The tears were flowing at the reception desk when Jake stepped out of the elevator. Mascara streaks painted the receptionist’s cheeks, her blonde hair ruffled. Jake avoided eye contact, said “good morning,” and didn’t break pace as he blew past the emotionally charged Winthrop Enterprises employee. The receptionist was prone to outbursts, and it didn’t take much to send her fragile psyche over the edge. A bad hair day. A run in her pantyhose. Jake had quickly learned not to ask.

The somber ambiance and solemn faces of the other Winthrop Enterprises employees told him the receptionist’s tears weren’t a simple case of running out of hair gel.

Jason McDonald, financial wizard with a receding hairline, broke the news to Jake. “Did you hear?”

“Hear what?”

“Marilyn passed away this weekend.”

Jake’s posture slumped, the invisible punch to the stomach taking his breath away. “How?”

“She had an accident on the elevator stairs at the Metro. Broken neck,” Jason said, shaking his head.
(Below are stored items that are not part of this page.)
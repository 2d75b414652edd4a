// Relay module - Bidirectional serial <-> network byte pump
pub mod outcome;
pub mod session;

pub use outcome::{OutcomeKind, RelayOutcome};
pub use session::{RelayOptions, RelaySession};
Jake’s legs almost buckled and he put one hand on the corner of the desk for support. Jason McDonald quickly pulled over a chair.
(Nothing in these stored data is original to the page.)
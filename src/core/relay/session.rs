use crate::core::relay::outcome::{OutcomeKind, RelayOutcome};
use crate::core::shutdown::ShutdownSignal;
use crate::domain::config::RuntimeConfig;
use crate::domain::error::BridgeError;
use crate::infrastructure::serial::endpoint::{read_available, write_retrying};
use crate::infrastructure::serial::{SerialEndpoint, SerialReader, SerialWriter};
use crate::infrastructure::tcp::{Connection, ConnectionReader, ConnectionWriter, ReadOutcome};
use std::io;
use std::sync::atomic::{AtomicBool, AtomicU64, Ordering};
use std::sync::Arc;
use std::time::{Duration, Instant};
use tokio::sync::mpsc;
use tokio::task::{self, JoinError, JoinHandle};
use tracing::{debug, error, info, info_span, trace, warn, Instrument, Span};

/// Tuning for a relay session
#[derive(Debug, Clone)]
pub struct RelayOptions {
    /// Size of a single read buffer in bytes
    pub buffer_size: usize,
    /// Chunks queued between a network task and a serial task
    pub channel_capacity: usize,
    /// Time allowed, after the client closes, to write its remaining bytes to the device
    pub drain_timeout: Duration,
    /// Time a serial task gets to notice it must stop before its half is given up
    pub stop_grace: Duration,
}

const MIN_STOP_GRACE: Duration = Duration::from_millis(500);

impl Default for RelayOptions {
    fn default() -> Self {
        Self {
            buffer_size: 1024,
            channel_capacity: 32,
            drain_timeout: Duration::from_secs(1),
            stop_grace: MIN_STOP_GRACE,
        }
    }
}

impl From<&RuntimeConfig> for RelayOptions {
    fn from(config: &RuntimeConfig) -> Self {
        Self {
            buffer_size: config.buffer_size,
            channel_capacity: config.channel_capacity,
            drain_timeout: config.drain_timeout,
            // One blocking serial call may run for a full port timeout.
            stop_grace: (config.serial.timeout * 2).max(MIN_STOP_GRACE),
        }
    }
}

#[derive(Debug, Default)]
struct SessionCounters {
    to_serial: AtomicU64,
    to_network: AtomicU64,
}

impl SessionCounters {
    fn record_to_serial(&self, n: usize) {
        self.to_serial.fetch_add(n as u64, Ordering::Relaxed);
    }

    fn record_to_network(&self, n: usize) {
        self.to_network.fetch_add(n as u64, Ordering::Relaxed);
    }
}

/// First condition that ended one of the directions
#[derive(Debug)]
enum Terminal {
    PeerClosed,
    NetworkRead(BridgeError),
    NetworkWrite(BridgeError),
    SerialReaderStopped,
    SerialWriterStopped,
    Cancelled,
}

type ReaderJoin = Result<(SerialReader, io::Result<()>), JoinError>;
type WriterJoin = Result<(SerialWriter, io::Result<()>), JoinError>;

/// A serial task that did not finish within its grace period.
struct Abandoned(Duration);

/// Bidirectional byte pump between the serial device and one client.
///
/// Serial I/O runs on two blocking tasks (one reads the device, the other
/// writes it) and network I/O on two async pumps. Bounded channels join each
/// serial task to its network pump, so the two directions never wait on each
/// other. The serial endpoint is borrowed for the session and handed back
/// when it ends; it is never closed here.
pub struct RelaySession<'a> {
    id: String,
    serial: &'a mut SerialEndpoint,
    connection: Connection,
    options: RelayOptions,
}

impl<'a> RelaySession<'a> {
    pub fn new(serial: &'a mut SerialEndpoint, connection: Connection, options: RelayOptions) -> Self {
        let options = RelayOptions {
            buffer_size: options.buffer_size.max(1),
            channel_capacity: options.channel_capacity.max(1),
            ..options
        };
        Self {
            id: uuid::Uuid::new_v4().simple().to_string(),
            serial,
            connection,
            options,
        }
    }

    pub fn options(&self) -> &RelayOptions {
        &self.options
    }

    pub fn id(&self) -> &str {
        &self.id
    }

    /// Pump bytes until the client leaves, I/O fails or `shutdown` fires.
    pub async fn run(self, shutdown: ShutdownSignal) -> RelayOutcome {
        let span = info_span!("session", id = %self.id, peer = %self.connection.peer_addr());
        self.relay(shutdown).instrument(span).await
    }

    async fn relay(self, mut shutdown: ShutdownSignal) -> RelayOutcome {
        let started = Instant::now();
        let Self {
            id,
            serial,
            mut connection,
            options,
        } = self;
        let peer = connection.peer_addr();
        let counters = Arc::new(SessionCounters::default());

        let finish = |kind: OutcomeKind, detail: String, counters: &SessionCounters| RelayOutcome {
            session_id: id.clone(),
            peer,
            kind,
            detail,
            bytes_to_serial: counters.to_serial.load(Ordering::Relaxed),
            bytes_to_network: counters.to_network.load(Ordering::Relaxed),
            duration: started.elapsed(),
        };

        let (mut reader, writer) = match serial.take_halves() {
            Ok(halves) => halves,
            Err(e) => {
                error!("Cannot start session: {}", e);
                connection.close().await;
                return finish(OutcomeKind::SerialError, e.to_string(), &counters);
            }
        };

        if let Err(e) = reader.discard_input() {
            warn!("Failed to discard stale serial input: {}", e);
        }

        info!("Relay session started for {}", peer);

        let (net_reader, mut net_writer) = connection.split();
        let (to_network_tx, to_network_rx) = mpsc::channel::<Vec<u8>>(options.channel_capacity);
        let (to_serial_tx, to_serial_rx) = mpsc::channel::<Vec<u8>>(options.channel_capacity);

        let buffer_size = options.buffer_size;
        let reader_span = Span::current();
        let serial_reader_task = task::spawn_blocking(move || {
            let _enter = reader_span.enter();
            read_serial(reader, to_network_tx, buffer_size)
        });

        let writer_span = Span::current();
        let writer_counters = Arc::clone(&counters);
        let stop_writer = Arc::new(AtomicBool::new(false));
        let writer_stop = Arc::clone(&stop_writer);
        let mut serial_writer_task = task::spawn_blocking(move || {
            let _enter = writer_span.enter();
            write_serial(writer, to_serial_rx, &writer_counters, &writer_stop)
        });

        let mut writer_joined: Option<WriterJoin> = None;
        let terminal = {
            let mut net_reader = net_reader;
            let to_network = pump_to_network(&mut net_writer, to_network_rx, &counters);
            let from_network = pump_from_network(&mut net_reader, to_serial_tx, buffer_size);
            tokio::pin!(to_network);
            tokio::pin!(from_network);

            tokio::select! {
                terminal = &mut to_network => terminal,
                terminal = &mut from_network => terminal,
                joined = &mut serial_writer_task => {
                    writer_joined = Some(joined);
                    Terminal::SerialWriterStopped
                }
                _ = shutdown.wait() => Terminal::Cancelled,
            }
        };
        debug!("Session terminating: {:?}", terminal);

        // Both pumps are gone, so the serial reader sees its channel closed.
        // Only a client that closed normally gets its queued bytes written out.
        let drain = matches!(terminal, Terminal::PeerClosed);
        if !drain {
            stop_writer.store(true, Ordering::Release);
        }
        net_writer.close().await;
        drop(net_writer);

        let writer_joined = match writer_joined {
            Some(joined) => Ok(joined),
            None => join_writer(serial_writer_task, &stop_writer, drain, &options).await,
        };
        let writer_error = restore_writer(serial, writer_joined);
        let reader_joined = join_within(serial_reader_task, options.stop_grace).await;
        let reader_error = restore_reader(serial, reader_joined);

        let (kind, detail) = match terminal {
            Terminal::PeerClosed => match writer_error.as_ref() {
                // Bytes the client sent never reached the device.
                Some(e) => (OutcomeKind::SerialError, e.to_string()),
                None => (
                    OutcomeKind::ClientClosed,
                    "connection closed by peer".to_string(),
                ),
            },
            Terminal::NetworkRead(e) | Terminal::NetworkWrite(e) => {
                (OutcomeKind::NetworkError, e.to_string())
            }
            Terminal::SerialReaderStopped => (
                OutcomeKind::SerialError,
                describe_serial_stop(reader_error.as_ref(), "serial reader stopped"),
            ),
            Terminal::SerialWriterStopped => (
                OutcomeKind::SerialError,
                describe_serial_stop(writer_error.as_ref(), "serial writer stopped"),
            ),
            Terminal::Cancelled => (OutcomeKind::Clean, "shutdown requested".to_string()),
        };

        if kind != OutcomeKind::SerialError {
            if let Some(e) = writer_error.as_ref().or(reader_error.as_ref()) {
                warn!("Serial I/O cut short during session teardown: {}", e);
            }
        }

        let outcome = finish(kind, detail, &counters);
        match outcome.kind {
            OutcomeKind::ClientClosed | OutcomeKind::Clean => {
                info!("TCP connection from {} closed: {}", peer, outcome)
            }
            OutcomeKind::SerialError | OutcomeKind::NetworkError => {
                warn!("TCP connection from {} ended: {}", peer, outcome)
            }
        }
        outcome
    }
}

fn describe_serial_stop(error: Option<&BridgeError>, fallback: &str) -> String {
    error.map_or_else(|| fallback.to_string(), |e| e.to_string())
}

async fn join_within<T>(
    mut task: JoinHandle<T>,
    limit: Duration,
) -> Result<Result<T, JoinError>, Abandoned> {
    tokio::time::timeout(limit, &mut task)
        .await
        .map_err(|_| Abandoned(limit))
}

/// Wait for the serial writer, draining first when `drain` is set.
///
/// A drain that overruns `drain_timeout` is stopped; the writer then has
/// `stop_grace` to return before its half is abandoned.
async fn join_writer(
    mut task: JoinHandle<(SerialWriter, io::Result<()>)>,
    stop: &AtomicBool,
    drain: bool,
    options: &RelayOptions,
) -> Result<WriterJoin, Abandoned> {
    if drain {
        if let Ok(joined) = tokio::time::timeout(options.drain_timeout, &mut task).await {
            return Ok(joined);
        }
        warn!(
            "Serial writes still pending after {:?}, abandoning them",
            options.drain_timeout
        );
        stop.store(true, Ordering::Release);
    }
    join_within(task, options.stop_grace).await
}

fn lost_half(serial: &SerialEndpoint) -> Option<BridgeError> {
    Some(BridgeError::DeviceUnavailable {
        port: serial.port_name().to_string(),
    })
}

fn restore_reader(
    serial: &mut SerialEndpoint,
    joined: Result<ReaderJoin, Abandoned>,
) -> Option<BridgeError> {
    match joined {
        Ok(Ok((reader, result))) => {
            serial.restore_reader(reader);
            result.err().map(BridgeError::DeviceIo)
        }
        Ok(Err(e)) => {
            error!("Serial reader task failed, reading half lost: {}", e);
            lost_half(serial)
        }
        Err(Abandoned(limit)) => {
            error!("Serial reader did not stop within {:?}, reading half lost", limit);
            lost_half(serial)
        }
    }
}

fn restore_writer(
    serial: &mut SerialEndpoint,
    joined: Result<WriterJoin, Abandoned>,
) -> Option<BridgeError> {
    match joined {
        Ok(Ok((writer, result))) => {
            serial.restore_writer(writer);
            result.err().map(BridgeError::DeviceIo)
        }
        Ok(Err(e)) => {
            error!("Serial writer task failed, writing half lost: {}", e);
            lost_half(serial)
        }
        Err(Abandoned(limit)) => {
            error!("Serial writer did not stop within {:?}, writing half lost", limit);
            lost_half(serial)
        }
    }
}

/// Serial -> channel. Runs on a blocking task until the channel closes or the device fails.
fn read_serial(
    mut reader: SerialReader,
    tx: mpsc::Sender<Vec<u8>>,
    buffer_size: usize,
) -> (SerialReader, io::Result<()>) {
    let mut buf = vec![0u8; buffer_size];

    while !tx.is_closed() {
        match read_available(&mut reader, &mut buf) {
            Ok(0) => continue,
            Ok(n) => {
                trace!("serial rx: {}", hex::encode(&buf[..n]));
                if tx.blocking_send(buf[..n].to_vec()).is_err() {
                    debug!("Discarding {} serial bytes read after session end", n);
                    break;
                }
            }
            Err(e) => {
                error!("Failed to read from serial port: {}", e);
                return (reader, Err(e));
            }
        }
    }

    (reader, Ok(()))
}

/// Channel -> serial. Runs on a blocking task and drains the channel until `stop` is set.
fn write_serial(
    mut writer: SerialWriter,
    mut rx: mpsc::Receiver<Vec<u8>>,
    counters: &SessionCounters,
    stop: &AtomicBool,
) -> (SerialWriter, io::Result<()>) {
    while let Some(chunk) = rx.blocking_recv() {
        if let Err(e) = write_retrying(&mut writer, &chunk, stop) {
            if stop.load(Ordering::Acquire) {
                debug!("Serial writer stopped with client data still queued: {}", e);
            } else {
                error!("Failed to write to serial port: {}", e);
            }
            return (writer, Err(e));
        }
        counters.record_to_serial(chunk.len());
        debug!("Wrote {} bytes to serial port", chunk.len());
    }

    (writer, Ok(()))
}

/// Channel -> client.
async fn pump_to_network(
    writer: &mut ConnectionWriter,
    mut rx: mpsc::Receiver<Vec<u8>>,
    counters: &SessionCounters,
) -> Terminal {
    while let Some(chunk) = rx.recv().await {
        if let Err(e) = writer.write(&chunk).await {
            error!("Error writing to TCP connection {}: {}", writer.peer_addr(), e);
            return Terminal::NetworkWrite(e);
        }
        counters.record_to_network(chunk.len());
        debug!("Sent {} bytes from serial to TCP", chunk.len());
    }

    Terminal::SerialReaderStopped
}

/// Client -> channel.
async fn pump_from_network(
    reader: &mut ConnectionReader,
    tx: mpsc::Sender<Vec<u8>>,
    buffer_size: usize,
) -> Terminal {
    let mut buf = vec![0u8; buffer_size];

    loop {
        match reader.read(&mut buf).await {
            Ok(ReadOutcome::ClosedByPeer) => {
                debug!("TCP connection from {} closed by peer", reader.peer_addr());
                return Terminal::PeerClosed;
            }
            Ok(ReadOutcome::Data(n)) => {
                debug!("Received {} bytes from TCP", n);
                trace!("tcp rx: {}", hex::encode(&buf[..n]));
                if tx.send(buf[..n].to_vec()).await.is_err() {
                    return Terminal::SerialWriterStopped;
                }
            }
            Err(e) => {
                error!("Error reading from TCP connection {}: {}", reader.peer_addr(), e);
                return Terminal::NetworkRead(e);
            }
        }
    }
}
“When did this happen?” Jake asked in a hushed voice.

“Friday night.”

“Good God.”

The timeframe of Marilyn’s death made Jake nauseous. His head filled with images of his mother on the sofa, each breath more shallow than the last until the one that never came. She went quietly, with a smile, her hand in Jake’s. Being the last person to see someone alive was not a prize to be cherished.

“I’m sorry to be the one to tell you. You two seemed to have gotten close in your short time here,” Jason said, running his hand across his expanding scalp, as if plowing his fingers through an imaginary mane.
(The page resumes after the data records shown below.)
// TCP module - Listening socket and client connections
pub mod listener;

pub use listener::{
    is_transient_accept_error, Connection, ConnectionReader, ConnectionWriter, NetworkListener,
    ReadOutcome,
};
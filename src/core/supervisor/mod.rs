// Supervisor module - Accept loop and session lifecycle
pub mod state;
pub mod supervisor;

pub use crate::domain::config::SessionPolicy;
pub use state::{SupervisorReport, SupervisorState};
pub use supervisor::ConnectionSupervisor;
“Yeah, I guess. We had a few things in common, as it turns out.”

“Well, don’t let it get you down. The office will be closing early tomorrow. There will be a service at a funeral home in Alexandria. Then her body is going to be flown back to Milwaukee on Wednesday for burial in a family plot. Her brother is stopping by the office later to pick up some personal items. Maybe you could say a few words, offer your condolences.”

“Yeah, sure. I will.” Jake agreed, still in a daze. “Is my father in?”

“Not yet. He has been running around trying to help with arrangements. She was his secretary for twenty-five years.”

Don’t remind me, Jake thought. “Thanks again, Jason.”

“Sure thing. Sorry to be the bearer of bad tidings.”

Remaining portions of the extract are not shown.